* Exercise: Where in the data below does the word "ProgressBar" appear? Copy every line that has it.

* Data extract:
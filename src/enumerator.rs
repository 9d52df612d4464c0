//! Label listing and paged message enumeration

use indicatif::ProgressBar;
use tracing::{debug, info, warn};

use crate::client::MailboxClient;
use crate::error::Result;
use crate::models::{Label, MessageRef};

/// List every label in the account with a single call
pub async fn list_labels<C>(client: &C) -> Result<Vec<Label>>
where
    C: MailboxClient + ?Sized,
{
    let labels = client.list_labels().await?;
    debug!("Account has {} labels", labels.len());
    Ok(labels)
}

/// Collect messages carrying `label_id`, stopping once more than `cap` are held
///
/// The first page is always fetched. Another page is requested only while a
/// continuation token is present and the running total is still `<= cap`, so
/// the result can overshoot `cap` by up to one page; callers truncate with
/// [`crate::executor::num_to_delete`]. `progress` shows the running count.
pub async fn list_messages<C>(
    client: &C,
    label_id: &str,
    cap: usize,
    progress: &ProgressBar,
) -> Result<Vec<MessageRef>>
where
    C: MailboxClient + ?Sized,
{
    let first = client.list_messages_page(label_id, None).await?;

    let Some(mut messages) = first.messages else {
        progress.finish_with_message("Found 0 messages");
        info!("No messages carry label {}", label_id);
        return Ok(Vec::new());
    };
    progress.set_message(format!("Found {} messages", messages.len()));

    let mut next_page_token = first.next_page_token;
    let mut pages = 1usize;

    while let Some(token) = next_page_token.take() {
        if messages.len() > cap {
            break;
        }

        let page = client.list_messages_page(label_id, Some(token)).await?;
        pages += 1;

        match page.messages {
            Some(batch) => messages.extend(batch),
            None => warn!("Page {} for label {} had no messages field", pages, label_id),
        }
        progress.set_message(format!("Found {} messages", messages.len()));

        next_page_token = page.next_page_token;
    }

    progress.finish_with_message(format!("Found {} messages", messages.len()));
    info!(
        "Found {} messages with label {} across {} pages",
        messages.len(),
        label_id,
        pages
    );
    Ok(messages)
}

* Solution:
use indicatif::ProgressBar;
    progress: &ProgressBar,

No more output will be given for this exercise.